Lompat ke konten Lompat ke sidebar Lompat ke footer

Makalah Implementasi Manajeman Pendidikan Menurut Manajeman Berbasis Sekolah Di Indonesia

IMPLEMENTASI MANAJEMAN PENDIDIKAN BERDASARKAN MANAJEMAN BERBASIS SEKOLAH DI INDONESIA
            
          I.          PENDAHULUAN
Era reformasi telah membawa perubahan-perubahan fundamental dalam banyak sekali kehidupan    termasuk kehidupan pendidikan. Salah satu perubahan fundamental yang sedang digulirkan ketika ini yaitu administrasi negara, yaitu dari administrasi berbasis pusat menjadi administrasi berbasis daerah. Secara resmi, perubahan administrasi ini telah diwujudkan dalam bentuk "Undang-Undang Republik Indonesia Nomor 22 Tahun 1999 ihwal Pemerintah Daerah" yang kemudian diikuti pedoman pelaksanaannya berupa "Peraturan Pemerintah Republik Indonesia Nomor 25 Tahun 2000 ihwal Kewenangan Pemerintah dan Kewenangan Propinsi sebagai Daerah Otonomi. Konsekwensi logis dari Undang-Undang dan Peraturan Pemerintah tersebut yaitu bahwa administrasi pendidikan harus diubahsuaikan dengan jiwa dan semangat otonomi. Karena itu, administrasi pendidikan berbasis pusat yang selama ini telah dipraktekkan perlu diubah menjadi administrasi berbasis sekolah (MBS)    

II.        PEMBAHASAN
Istilah administrasi berbasis sekolah (MBS) berasal dari tiga kata, yaitu manajemen, berbasis, dan sekolah. Manajemen yaitu pengkoordinasian dan penyerasian sumberdaya melalui sejumlah input administrasi untuk mencapai tujuan atau untuk memenuhi kebutuhan pelanggan.

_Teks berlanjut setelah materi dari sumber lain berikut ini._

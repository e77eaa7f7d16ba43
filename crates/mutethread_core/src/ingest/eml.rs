//! RFC 5322 message parsing into store insert shapes.
//!
//! # Invariants
//! - Header values are unfolded and trimmed; source order is kept.
//! - Message-IDs are stored without angle brackets.

use super::{IngestError, IngestResult};
use crate::model::message::NewMessage;
use mail_parser::MessageParser;
use once_cell::sync::Lazy;
use regex::Regex;

static FOLDING_RE: Lazy<Regex> =
    Lazy::new(|| Regex::new(r"\r?\n[ \t]+").expect("valid folding regex"));
static MSG_ID_RE: Lazy<Regex> =
    Lazy::new(|| Regex::new(r"<([^<>\s]+)>").expect("valid message-id regex"));

/// Parses one raw message.
///
/// # Errors
/// - [`IngestError::Unparsable`] when the bytes are not a message.
/// - [`IngestError::MissingMessageId`] when no `Message-ID` is present.
pub fn parse_message(raw: &[u8]) -> IngestResult<NewMessage> {
    let message = MessageParser::new()
        .parse(raw)
        .ok_or(IngestError::Unparsable)?;
    let message_id = message
        .message_id()
        .map(strip_brackets)
        .filter(|value| !value.is_empty())
        .ok_or(IngestError::MissingMessageId)?;

    let source = message.raw_message();
    let mut headers = Vec::with_capacity(message.headers().len());
    for header in message.headers() {
        let name = header.name.as_str();
        let start = header.offset_start as usize;
        let end = header.offset_end as usize;
        let value = source
            .get(start..end)
            .map(|bytes| unfold(&String::from_utf8_lossy(bytes)))
            .unwrap_or_default();
        headers.push((name.to_string(), value));
    }

    // Decoded subject replaces the raw (possibly encoded-word) value.
    if let Some(subject) = message.subject() {
        for (name, value) in headers.iter_mut() {
            if name.eq_ignore_ascii_case("Subject") {
                *value = subject.to_string();
            }
        }
    }

    let in_reply_to = raw_header(&headers, "In-Reply-To")
        .and_then(|value| extract_message_ids(value).into_iter().next());
    let references = raw_header(&headers, "References")
        .map(extract_message_ids)
        .unwrap_or_default();
    let date = message.date().map(|date| date.to_timestamp()).unwrap_or(0);

    Ok(NewMessage {
        message_id,
        in_reply_to,
        references,
        date,
        headers,
        tags: Vec::new(),
    })
}

/// Extracts bracketed message ids in order of appearance.
pub fn extract_message_ids(value: &str) -> Vec<String> {
    MSG_ID_RE
        .captures_iter(value)
        .filter_map(|caps| caps.get(1).map(|m| m.as_str().to_string()))
        .collect()
}

fn raw_header<'a>(headers: &'a [(String, String)], name: &str) -> Option<&'a str> {
    headers
        .iter()
        .find(|(header, _)| header.eq_ignore_ascii_case(name))
        .map(|(_, value)| value.as_str())
}

fn strip_brackets(value: &str) -> String {
    value
        .trim()
        .trim_start_matches('<')
        .trim_end_matches('>')
        .to_string()
}

fn unfold(value: &str) -> String {
    FOLDING_RE.replace_all(value, " ").trim().to_string()
}

#[cfg(test)]
mod tests {
    use super::{extract_message_ids, parse_message, unfold};
    use crate::ingest::IngestError;

    // Folded lines keep their leading whitespace.
    const REPLY: &str = concat!(
        "Message-ID: <child@example.com>\r\n",
        "From: Alice <alice@example.com>\r\n",
        "To: team@example.com,\r\n",
        " Me <me@example.com>\r\n",
        "Cc: boss@example.com\r\n",
        "Subject: Re: launch\r\n",
        "Date: Tue, 1 Oct 2024 10:00:00 +0000\r\n",
        "In-Reply-To: <root@example.com>\r\n",
        "References: <origin@example.com>\r\n",
        " <root@example.com>\r\n",
        "\r\n",
        "body\r\n",
    );

    #[test]
    fn parses_threading_headers_and_unfolds_values() {
        let message = parse_message(REPLY.as_bytes()).unwrap();
        assert_eq!(message.message_id, "child@example.com");
        assert_eq!(message.in_reply_to.as_deref(), Some("root@example.com"));
        assert_eq!(
            message.references,
            vec!["origin@example.com".to_string(), "root@example.com".to_string()]
        );
        assert_eq!(message.date, 1_727_776_800);

        let to = message
            .headers
            .iter()
            .find(|(name, _)| name == "To")
            .map(|(_, value)| value.as_str());
        assert_eq!(to, Some("team@example.com, Me <me@example.com>"));
    }

    #[test]
    fn missing_message_id_is_reported() {
        let raw = "From: a@example.com\r\nSubject: hi\r\n\r\nbody\r\n";
        assert!(matches!(
            parse_message(raw.as_bytes()),
            Err(IngestError::MissingMessageId)
        ));
    }

    #[test]
    fn extract_ids_ignores_text_between_brackets() {
        let ids = extract_message_ids("<a@x> (comment) <b@y>");
        assert_eq!(ids, vec!["a@x".to_string(), "b@y".to_string()]);
    }

    #[test]
    fn unfold_collapses_continuation_lines() {
        assert_eq!(unfold(" a,\r\n\tb\r\n"), "a, b");
    }
}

Catatan: sumber daya terbagi menjadi sumber daya insan dan sumber daya selebihnya (peralatan, perlengkapan, bahan/material, dan uang); input administrasi terdiri dari tugas, rencana, program, limitasi yang terwujud dalam bentuk ketentuan-ketentuan. Pengertian administrasi tersebut, berdasarkan Poernomosidi Hadjisarosa, 1997) sanggup dilukiskan menyerupai pada Gambar 1 berikut, dengan keterangan: SDM-M (sumberdaya insan manajer) mengatur sumber daya insan pelaksana (SDM-P) melalui input administrasi yang terdiri dari (T = Tugas; R = Rencana, P = Program; T3 = Tindakan Turun Tangan; K = Kesan) semoga SDM-P memakai jasa manusianya (Jm) untuk bercampur tangan terhadap sumber daya selebihnya (SD-slbh), sehingga proses sanggup berlangsung dengan baik untuk menghasilkan output.
Berbasis berarti "berdasarkan pada" atau "berfokuskan pada". Sekolah yaitu suatu organisasi terbawah dalam jajaran Departemen Pendidikan Nasional (Depdiknas) yang bertugas menawarkan "bekal kemampuan dasar" kepada penerima didik atas dasar ketentuan-ketentuan yang bersifat legalistik (makro, meso, mikro) dan profesionalistik (kualifikasi, untuk sumber daya manusia; spesifikasi untuk barang/jasa, dan prosedur-prosedur kerja).Otonomi sanggup diartikan sebagai kewenangan/kemandirian yaitu kemandirian dalam mengatur dan mengurus dirinya sendiri, dan merdeka/tidak tergantung (Undang-Undang No.22 Th.1999 ihwal Pemerintahan Daerah). Istilah otonomi juga sama dengan istilah "swa", contohnya swasembada, swakelola, swadana, swakarya, swalayan, dan swa-swa lainnya. Makara otonomi sekolah yaitu kewenangan sekolah untuk mengatur dan mengurus kepentingan warga sekolah berdasarkan prakarsa sendiri berdasarkan aspirasi warga sekolah sesuai dengan peraturan perundang-undangan pendidikan nasional yang berlaku. Tentu saja kemandirian yang dimaksud harus didukung oleh sejumlah kemampuan, yaitu kemampuan mengambil keputusan yang terbaik, kemampuan berdemokrasi/menghargai perbedaan pendapat, kemampuan memobilisasi sumber daya, kemampuan menentukan cara pelaksanaan yang terbaik, kemampuan berkomunikasi yang efektif, kemampuan memecahkan persoalan-persoalan sekolah, kemampuan adaptif dan antisipatif, kemampuan bersinergi dan berkolaborasi, dan kemampuan memenuhi kebutuhannya sendiri.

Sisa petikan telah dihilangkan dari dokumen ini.